■ Exercise prompt
Whatever the records contain, reproduce all of them exactly.

[Task input — start]

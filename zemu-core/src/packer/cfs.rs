//! Built-in CFS packer.
//!
//! A CFS image is a chain of file records, each aligned on a 256-byte block.
//! A record starts with a 32-byte header:
//!
//! | Offset | Size | Field |
//! |--------|------|-------|
//! | 0 | 3 | magic `CFS` |
//! | 3 | 1 | block count |
//! | 4 | 2 | file size, little endian |
//! | 6 | 26 | NUL-padded file name |
//!
//! File data follows the header. A record with a block count of 0 ends the chain.

use std::fs;
use std::io::{Cursor, Read};
use std::path::{Component, Path};

use glob::Pattern;
use tracing::{debug, info};

use super::FilesystemPacker;
use crate::error::{EmuError, EmuResult};

pub const BLOCK_SIZE: usize = 0x100;
pub const HEADER_SIZE: usize = 0x20;
/// Longest file name, excluding the terminating NUL.
pub const MAX_NAME_LEN: usize = 25;
/// Largest file whose block count still fits the one-byte header field.
pub const MAX_FILE_SIZE: usize = 0xFF * BLOCK_SIZE - HEADER_SIZE;

const MAGIC: &[u8; 3] = b"CFS";
const NAME_FIELD_LEN: usize = MAX_NAME_LEN + 1;

/// Blocks needed for a file of `size` bytes plus its header.
fn block_count(size: usize) -> usize {
    (size + HEADER_SIZE).div_ceil(BLOCK_SIZE).max(1)
}

fn push_record(out: &mut Vec<u8>, name: &str, data: &[u8]) {
    let start = out.len();
    let blocks = block_count(data.len());

    out.extend_from_slice(MAGIC);
    out.push(blocks as u8);
    out.extend_from_slice(&(data.len() as u16).to_le_bytes());
    let mut name_field = [0u8; NAME_FIELD_LEN];
    name_field[..name.len()].copy_from_slice(name.as_bytes());
    out.extend_from_slice(&name_field);
    out.extend_from_slice(data);
    out.resize(start + blocks * BLOCK_SIZE, 0);
}

fn pack_file(out: &mut Vec<u8>, path: &Path, name: &str) -> EmuResult<()> {
    if name.len() > MAX_NAME_LEN {
        return Err(EmuError::NameTooLong(name.to_string()));
    }
    let size = fs::metadata(path)?.len();
    if size > MAX_FILE_SIZE as u64 {
        return Err(EmuError::FileTooBig {
            path: path.to_path_buf(),
            size,
        });
    }
    let data = fs::read(path)?;
    debug!("Packing {} ({} bytes)", name, data.len());
    push_record(out, name, &data);
    Ok(())
}

fn pack_dir(
    out: &mut Vec<u8>,
    dir: &Path,
    prefix: &str,
    pattern: Option<&Pattern>,
) -> EmuResult<()> {
    let mut entries = fs::read_dir(dir)?.collect::<Result<Vec<_>, _>>()?;
    entries.sort_by_key(|e| e.file_name());

    for entry in entries {
        let file_name = entry.file_name();
        let file_name = file_name.to_string_lossy();
        let name = if prefix.is_empty() {
            file_name.to_string()
        } else {
            format!("{}/{}", prefix, file_name)
        };
        if name.len() > MAX_NAME_LEN {
            return Err(EmuError::NameTooLong(name));
        }

        let file_type = entry.file_type()?;
        if file_type.is_dir() {
            pack_dir(out, &entry.path(), &name, pattern)?;
        } else if file_type.is_file() {
            // The filter sees the bare file name; directories are always walked.
            if pattern.is_some_and(|p| !p.matches(&file_name)) {
                continue;
            }
            pack_file(out, &entry.path(), &name)?;
        } else {
            return Err(EmuError::UnsupportedFileType(entry.path()));
        }
    }
    Ok(())
}

/// Pack a directory tree, or a single regular file, into a CFS image.
///
/// Directories are walked depth-first in name order and terminated with an
/// empty block. When `pattern` is given, only regular files whose name
/// matches the glob are packed. A single file produces just its own record
/// and ignores the pattern.
pub fn pack_path(source: &Path, pattern: Option<&str>) -> EmuResult<Vec<u8>> {
    let pattern = pattern.map(Pattern::new).transpose()?;
    pack_tree(source, pattern.as_ref())
}

fn pack_tree(source: &Path, pattern: Option<&Pattern>) -> EmuResult<Vec<u8>> {
    let meta = fs::metadata(source)?;
    let mut out = Vec::new();

    if meta.is_file() {
        let name = source
            .file_name()
            .map(|n| n.to_string_lossy().into_owned())
            .unwrap_or_default();
        pack_file(&mut out, source, &name)?;
    } else if meta.is_dir() {
        pack_dir(&mut out, source, "", pattern)?;
        let mut end = [0u8; BLOCK_SIZE];
        end[..MAGIC.len()].copy_from_slice(MAGIC);
        out.extend_from_slice(&end);
    } else {
        return Err(EmuError::UnsupportedFileType(source.to_path_buf()));
    }
    Ok(out)
}

fn format_error(offset: usize, reason: &str) -> EmuError {
    EmuError::CfsFormat {
        offset,
        reason: reason.to_string(),
    }
}

/// Unpack the files of a CFS image into `dest`. Returns the number of files written.
///
/// Records whose name starts with NUL are deleted files and are skipped.
pub fn unpack_image(image: &[u8], dest: &Path) -> EmuResult<usize> {
    fs::create_dir_all(dest)?;

    let mut offset = 0;
    let mut written = 0;
    while offset + HEADER_SIZE <= image.len() {
        let header = &image[offset..offset + HEADER_SIZE];
        if &header[..MAGIC.len()] != MAGIC {
            break;
        }
        let blocks = header[3] as usize;
        if blocks == 0 {
            break;
        }
        let size = u16::from_le_bytes([header[4], header[5]]) as usize;
        if size + HEADER_SIZE > blocks * BLOCK_SIZE {
            return Err(format_error(offset, "file size exceeds record"));
        }
        let data_start = offset + HEADER_SIZE;
        let data = image
            .get(data_start..data_start + size)
            .ok_or_else(|| format_error(offset, "file data past end of image"))?;

        let name_field = &header[6..6 + NAME_FIELD_LEN];
        let name_len = name_field
            .iter()
            .position(|&b| b == 0)
            .unwrap_or(NAME_FIELD_LEN);
        if name_len > 0 {
            let name = std::str::from_utf8(&name_field[..name_len])
                .map_err(|_| format_error(offset, "file name is not UTF-8"))?;
            let relative = Path::new(name);
            if !relative
                .components()
                .all(|c| matches!(c, Component::Normal(_)))
            {
                return Err(format_error(offset, "unsafe file name"));
            }

            let target = dest.join(relative);
            if let Some(parent) = target.parent() {
                fs::create_dir_all(parent)?;
            }
            fs::write(&target, data)?;
            debug!("Unpacked {} ({} bytes)", name, size);
            written += 1;
        }

        offset += blocks * BLOCK_SIZE;
    }

    info!("Unpacked {} files into {}", written, dest.display());
    Ok(written)
}

/// Packer implemented in-process.
#[derive(Debug, Default, Clone)]
pub struct CfsPacker {
    pattern: Option<Pattern>,
}

impl CfsPacker {
    pub fn new() -> Self {
        Self::default()
    }

    /// Only pack regular files whose name matches the glob `pattern`.
    pub fn with_pattern(mut self, pattern: &str) -> EmuResult<Self> {
        self.pattern = Some(Pattern::new(pattern)?);
        Ok(self)
    }
}

impl FilesystemPacker for CfsPacker {
    fn pack(&self, source: &Path) -> EmuResult<Box<dyn Read>> {
        let image = pack_tree(source, self.pattern.as_ref())?;
        Ok(Box::new(Cursor::new(image)))
    }

    fn unpack(&self, image: &[u8], dest: &Path) -> EmuResult<()> {
        unpack_image(image, dest).map(|_| ())
    }
}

[Task input — finish]

■ Task result
filename zemu-core/src/packer/cfs.rs
//! Built-in CFS packer.
//!
//! A CFS image is a chain of file records, each aligned on a 256-byte block.
//! A record starts with a 32-byte header:
//!
//! | Offset | Size | Field |
//! |--------|------|-------|
//! | 0 | 3 | magic `CFS` |
//! | 3 | 1 | block count |
//! | 4 | 2 | file size, little endian |
//! | 6 | 26 | NUL-padded file name |
//!
//! File data follows the header. A record with a block count of 0 ends the chain.

use std::fs;
use std::io::{Cursor, Read};
use std::path::{Component, Path};

use glob::Pattern;
use tracing::{debug, info};

use super::FilesystemPacker;
use crate::error::{EmuError, EmuResult};

pub const BLOCK_SIZE: usize = 0x100;
pub const HEADER_SIZE: usize = 0x20;
/// Longest file name, excluding the terminating NUL.
pub const MAX_NAME_LEN: usize = 25;
/// Largest file whose block count still fits the one-byte header field.
pub const MAX_FILE_SIZE: usize = 0xFF * BLOCK_SIZE - HEADER_SIZE;

const MAGIC: &[u8; 3] = b"CFS";
const NAME_FIELD_LEN: usize = MAX_NAME_LEN + 1;

/// Blocks needed for a file of `size` bytes plus its header.
fn block_count(size: usize) -> usize {
    (size + HEADER_SIZE).div_ceil(BLOCK_SIZE).max(1)
}

fn push_record(out: &mut Vec<u8>, name: &str, data: &[u8]) {
    let start = out.len();
    let blocks = block_count(data.len());

    out.extend_from_slice(MAGIC);
    out.push(blocks as u8);
    out.extend_from_slice(&(data.len() as u16).to_le_bytes());
    let mut name_field = [0u8; NAME_FIELD_LEN];
    name_field[..name.len()].copy_from_slice(name.as_bytes());
    out.extend_from_slice(&name_field);
    out.extend_from_slice(data);
    out.resize(start + blocks * BLOCK_SIZE, 0);
}

fn pack_file(out: &mut Vec<u8>, path: &Path, name: &str) -> EmuResult<()> {
    if name.len() > MAX_NAME_LEN {
        return Err(EmuError::NameTooLong(name.to_string()));
    }
    let size = fs::metadata(path)?.len();
    if size > MAX_FILE_SIZE as u64 {
        return Err(EmuError::FileTooBig {
            path: path.to_path_buf(),
            size,
        });
    }
    let data = fs::read(path)?;
    debug!("Packing {} ({} bytes)", name, data.len());
    push_record(out, name, &data);
    Ok(())
}

fn pack_dir(
    out: &mut Vec<u8>,
    dir: &Path,
    prefix: &str,
    pattern: Option<&Pattern>,
) -> EmuResult<()> {
    let mut entries = fs::read_dir(dir)?.collect::<Result<Vec<_>, _>>()?;
    entries.sort_by_key(|e| e.file_name());

    for entry in entries {
        let file_name = entry.file_name();
        let file_name = file_name.to_string_lossy();
        let name = if prefix.is_empty() {
            file_name.to_string()
        } else {
            format!("{}/{}", prefix, file_name)
        };
        if name.len() > MAX_NAME_LEN {
            return Err(EmuError::NameTooLong(name));
        }

        let file_type = entry.file_type()?;
        if file_type.is_dir() {
            pack_dir(out, &entry.path(), &name, pattern)?;
        } else if file_type.is_file() {
            // The filter sees the bare file name; directories are always walked.
            if pattern.is_some_and(|p| !p.matches(&file_name)) {
                continue;
            }
            pack_file(out, &entry.path(), &name)?;
        } else {
            return Err(EmuError::UnsupportedFileType(entry.path()));
        }
    }
    Ok(())
}

/// Pack a directory tree, or a single regular file, into a CFS image.
///
/// Directories are walked depth-first in name order and terminated with an
/// empty block. When `pattern` is given, only regular files whose name
/// matches the glob are packed. A single file produces just its own record
/// and ignores the pattern.
pub fn pack_path(source: &Path, pattern: Option<&str>) -> EmuResult<Vec<u8>> {
    let pattern = pattern.map(Pattern::new).transpose()?;
    pack_tree(source, pattern.as_ref())
}

fn pack_tree(source: &Path, pattern: Option<&Pattern>) -> EmuResult<Vec<u8>> {
    let meta = fs::metadata(source)?;
    let mut out = Vec::new();

    if meta.is_file() {
        let name = source
            .file_name()
            .map(|n| n.to_string_lossy().into_owned())
            .unwrap_or_default();
        pack_file(&mut out, source, &name)?;
    } else if meta.is_dir() {
        pack_dir(&mut out, source, "", pattern)?;
        let mut end = [0u8; BLOCK_SIZE];
        end[..MAGIC.len()].copy_from_slice(MAGIC);
        out.extend_from_slice(&end);
    } else {
        return Err(EmuError::UnsupportedFileType(source.to_path_buf()));
    }
    Ok(out)
}

fn format_error(offset: usize, reason: &str) -> EmuError {
    EmuError::CfsFormat {
        offset,
        reason: reason.to_string(),
    }
}

/// Unpack the files of a CFS image into `dest`. Returns the number of files written.
///
/// Records whose name starts with NUL are deleted files and are skipped.
pub fn unpack_image(image: &[u8], dest: &Path) -> EmuResult<usize> {
    fs::create_dir_all(dest)?;

    let mut offset = 0;
    let mut written = 0;
    while offset + HEADER_SIZE <= image.len() {
        let header = &image[offset..offset + HEADER_SIZE];
        if &header[..MAGIC.len()] != MAGIC {
            break;
        }
        let blocks = header[3] as usize;
        if blocks == 0 {
            break;
        }
        let size = u16::from_le_bytes([header[4], header[5]]) as usize;
        if size + HEADER_SIZE > blocks * BLOCK_SIZE {
            return Err(format_error(offset, "file size exceeds record"));
        }
        let data_start = offset + HEADER_SIZE;
        let data = image
            .get(data_start..data_start + size)
            .ok_or_else(|| format_error(offset, "file data past end of image"))?;

        let name_field = &header[6..6 + NAME_FIELD_LEN];
        let name_len = name_field
            .iter()
            .position(|&b| b == 0)
            .unwrap_or(NAME_FIELD_LEN);
        if name_len > 0 {
            let name = std::str::from_utf8(&name_field[..name_len])
                .map_err(|_| format_error(offset, "file name is not UTF-8"))?;
            let relative = Path::new(name);
            if !relative
                .components()
                .all(|c| matches!(c, Component::Normal(_)))
            {
                return Err(format_error(offset, "unsafe file name"));
            }

            let target = dest.join(relative);
            if let Some(parent) = target.parent() {
                fs::create_dir_all(parent)?;
            }
            fs::write(&target, data)?;
            debug!("Unpacked {} ({} bytes)", name, size);
            written += 1;
        }

        offset += blocks * BLOCK_SIZE;
    }

    info!("Unpacked {} files into {}", written, dest.display());
    Ok(written)
}

/// Packer implemented in-process.
#[derive(Debug, Default, Clone)]
pub struct CfsPacker {
    pattern: Option<Pattern>,
}

impl CfsPacker {
    pub fn new() -> Self {
        Self::default()
    }

    /// Only pack regular files whose name matches the glob `pattern`.
    pub fn with_pattern(mut self, pattern: &str) -> EmuResult<Self> {
        self.pattern = Some(Pattern::new(pattern)?);
        Ok(self)
    }
}

impl FilesystemPacker for CfsPacker {
    fn pack(&self, source: &Path) -> EmuResult<Box<dyn Read>> {
        let image = pack_tree(source, self.pattern.as_ref())?;
        Ok(Box::new(Cursor::new(image)))
    }

    fn unpack(&self, image: &[u8], dest: &Path) -> EmuResult<()> {
        unpack_image(image, dest).map(|_| ())
    }
}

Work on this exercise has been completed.